The psychological approach known as motivational interviewing, often used to engage treatment-resistant patients, was shown in a randomized control trial to improve patients’ acceptance of the diagnosis, adherence to treatment, and quality of life, as well as to reduce the frequency of PNES episodes.42 Empathic and clear communication of the diagnosis and allowing sufficient time to address all of the patient’s concerns and questions are critical components of the treatment of PNES.
MORE ABOUT OUR PATIENT
We talked to the patient further and found that he began to have depressive symptoms after his grandmother died, 4 years before the onset of his seizures.

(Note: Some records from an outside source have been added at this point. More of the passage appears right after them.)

use crate::rpi::{regs::pwm::PWM_CHANNELS, SYMBOLS_PER_BIT};

/// Length of the low period that latches the data into the LEDs.
pub const LED_RESET_US: u64 = 55;

const SYMBOL_BITS_PER_BYTE: u32 = 8 * SYMBOLS_PER_BIT;

/// Moves bit `k` of `x` to bit `3 * k`.
const fn spread3(x: u8) -> u32 {
    let mut x = x as u32;

    x = (x | (x << 16)) & 0xFF0000FF;
    x = (x | (x << 8)) & 0x0300F00F;
    x = (x | (x << 4)) & 0x030C30C3;
    x = (x | (x << 2)) & 0x09249249;

    x
}

const fn symbol_table() -> [u32; 256] {
    // The leading high bit of all eight symbols.
    const HIGH: u32 = 0x0092_4924;

    let mut table = [0; 256];
    let mut i = 0;
    while i < 256 {
        table[i] = (spread3(i as u8) << 1) | HIGH;
        i += 1;
    }
    table
}

/// The 24 symbol bits of every byte value, MSB first.
static SYMBOLS: [u32; 256] = symbol_table();

/// Bytes of symbol buffer needed for a strip, including the reset gap, for
/// both PWM channels.
pub fn pwm_byte_count(num_pixels: usize, num_colors: usize, frequency: u32) -> usize {
    let data_bits = SYMBOLS_PER_BIT as usize * num_colors * num_pixels * 8;

    // The reset gap at `frequency` bits per second, in PWM bits.
    let reset_bits =
        (LED_RESET_US * u64::from(frequency) * u64::from(SYMBOLS_PER_BIT) + 999_999) / 1_000_000;

    let bytes = (data_bits + reset_bits as usize) / 8;

    // Round up to the next whole word; always leaves at least one zero word.
    let bytes = bytes - bytes % 4 + 4;

    bytes * PWM_CHANNELS
}

/// Writes bits MSB first into every other word of a buffer.
struct SymbolWriter<'a> {
    words: &'a mut [u32],
    index: usize,
    free: u32,
}

impl<'a> SymbolWriter<'a> {
    fn new(words: &'a mut [u32], channel: usize) -> Self {
        Self {
            words,
            index: channel,
            free: 32,
        }
    }

    /// Appends the lowest `count` bits of `bits`, overwriting what was there.
    fn push(&mut self, bits: u32, mut count: u32) {
        while count > 0 {
            let take = count.min(self.free);
            let mask = u32::MAX >> (32 - take);
            let chunk = (bits >> (count - take)) & mask;
            let shift = self.free - take;

            if let Some(word) = self.words.get_mut(self.index) {
                *word = (*word & !(mask << shift)) | (chunk << shift);
            }

            count -= take;
            self.free -= take;
            if self.free == 0 {
                self.index += PWM_CHANNELS;
                self.free = 32;
            }
        }
    }
}

/// Encodes `pixels` into `symbols`, once per PWM channel.
///
/// Words past the encoded data are left as they are; a too short `symbols`
/// buffer truncates the stream.
///
/// Both channels carry the same data.
pub fn encode(pixels: &[u8], symbols: &mut [u32]) {
    for channel in 0..PWM_CHANNELS {
        let mut writer = SymbolWriter::new(symbols, channel);
        for &byte in pixels {
            writer.push(SYMBOLS[usize::from(byte)], SYMBOL_BITS_PER_BYTE);
        }
    }
}

/// Reads `len` bytes of channel `channel` back from a symbol stream.
///
/// Returns `None` if a symbol is malformed.
#[cfg(test)]
pub(crate) fn decode(symbols: &[u32], channel: usize, len: usize) -> Option<Vec<u8>> {
    let mut bits = symbols
        .iter()
        .skip(channel)
        .step_by(PWM_CHANNELS)
        .flat_map(|word| (0..32).rev().map(move |i| (word >> i) & 1));

    let mut bytes = Vec::with_capacity(len);
    for _ in 0..len {
        let mut byte = 0u8;
        for _ in 0..8 {
            let symbol = [bits.next()?, bits.next()?, bits.next()?];
            byte <<= 1;
            match symbol {
                [1, 1, 0] => byte |= 1,
                [1, 0, 0] => {}
                _ => return None,
            }
        }
        bytes.push(byte);
    }
    Some(bytes)
}

#[cfg(test)]
mod tests {
    use super::*;

    #[test]
    fn symbols() {
        assert_eq!(SYMBOLS[0x00], 0b100_100_100_100_100_100_100_100);
        assert_eq!(SYMBOLS[0xff], 0b110_110_110_110_110_110_110_110);
        assert_eq!(SYMBOLS[0x81], 0b110_100_100_100_100_100_100_110);
        assert_eq!(SYMBOLS[0x40], 0b100_110_100_100_100_100_100_100);
    }

    #[test]
    fn byte_count_reference() {
        // 72 data bits + 132 reset bits = 204 bits = 25 bytes -> 28, two channels.
        assert_eq!(pwm_byte_count(1, 3, 800_000), 56);
        // 3 * 4 * 8 * 10 = 960 data bits + 66 reset bits = 128 bytes -> 132.
        assert_eq!(pwm_byte_count(10, 4, 400_000), 264);
    }

    #[test]
    fn byte_count_is_monotonic() {
        let mut last = 0;
        for pixels in 0..300 {
            let count = pwm_byte_count(pixels, 3, 800_000);
            assert!(count >= last);
            assert_eq!(count % 8, 0);
            last = count;
        }
        for colors in 3..=4 {
            assert!(pwm_byte_count(10, colors, 800_000) >= pwm_byte_count(10, colors - 1, 800_000));
        }
        let mut last = 0;
        for frequency in (400_000..=1_200_000).step_by(1_000) {
            let count = pwm_byte_count(10, 3, frequency);
            assert!(count >= last);
            last = count;
        }
    }

    #[test]
    fn every_byte_round_trips() {
        let pixels: Vec<u8> = (0..=255).collect();
        let mut symbols = vec![0; pwm_byte_count(256, 1, 800_000) / 4];
        encode(&pixels, &mut symbols);

        for channel in 0..PWM_CHANNELS {
            assert_eq!(decode(&symbols, channel, pixels.len()).as_deref(), Some(&pixels[..]));
        }
    }

    #[test]
    fn channels_interleave() {
        let mut symbols = vec![0; 8];
        encode(&[0xff], &mut symbols);
        // 24 symbol bits fill the top of word 0 (channel 0) and word 1 (channel 1).
        assert_eq!(symbols[0], 0xdb6d_b600);
        assert_eq!(symbols[1], 0xdb6d_b600);
        assert!(symbols[2..].iter().all(|&w| w == 0));
    }

    #[test]
    fn reencoding_overwrites_stale_bits() {
        let mut symbols = vec![u32::MAX; 16];
        encode(&[0x00, 0x00], &mut symbols);
        assert_eq!(decode(&symbols, 0, 2), Some(vec![0x00, 0x00]));
        assert_eq!(decode(&symbols, 1, 2), Some(vec![0x00, 0x00]));
        // Past the 48 encoded bits, nothing is touched.
        assert_eq!(symbols[2] & 0xffff, 0xffff);
    }

    #[test]
    fn short_buffers_truncate() {
        let mut symbols = vec![0; 2];
        encode(&[0xff; 8], &mut symbols);
        assert_eq!(symbols, [0xdb6d_b6db, 0xdb6d_b6db]);
    }
}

In the year after her death, he began to drink alcohol and abuse drugs.
After graduating from high school in May 2020, he joined the military, but soon after, he tested positive for COVID-19 and was placed in quarantine. Being diagnosed with COVID-19 early in the pandemic when there was so little information available was a traumatic experience for him. He felt helpless and had severe crying spells because he thought he was going to die. His quarantine “buddies” were likewise experiencing depressive symptoms, and he witnessed multiple episodes of self-injurious behavior among the other recruits. While in quarantine, he developed seizures and was hospitalized.
He was eventually discharged from the military and returned home. He then enrolled in college, where he struggled with his classes and had a series of failed romantic relationships.
In the epilepsy monitoring unit, he was diagnosed with anxiety in addition to PNES. The diagnosis of PNES was explained in the context of his recent stressors, and though he was tearful, he said he felt relieved to know he did not have epilepsy. He and his family understood and accepted the PNES diagnosis, and outpatient psychotherapy was scheduled.
DISCLOSURES
The authors report no relevant financial relationships which, in the context of their contributions, could be perceived as a potential conflict of interest.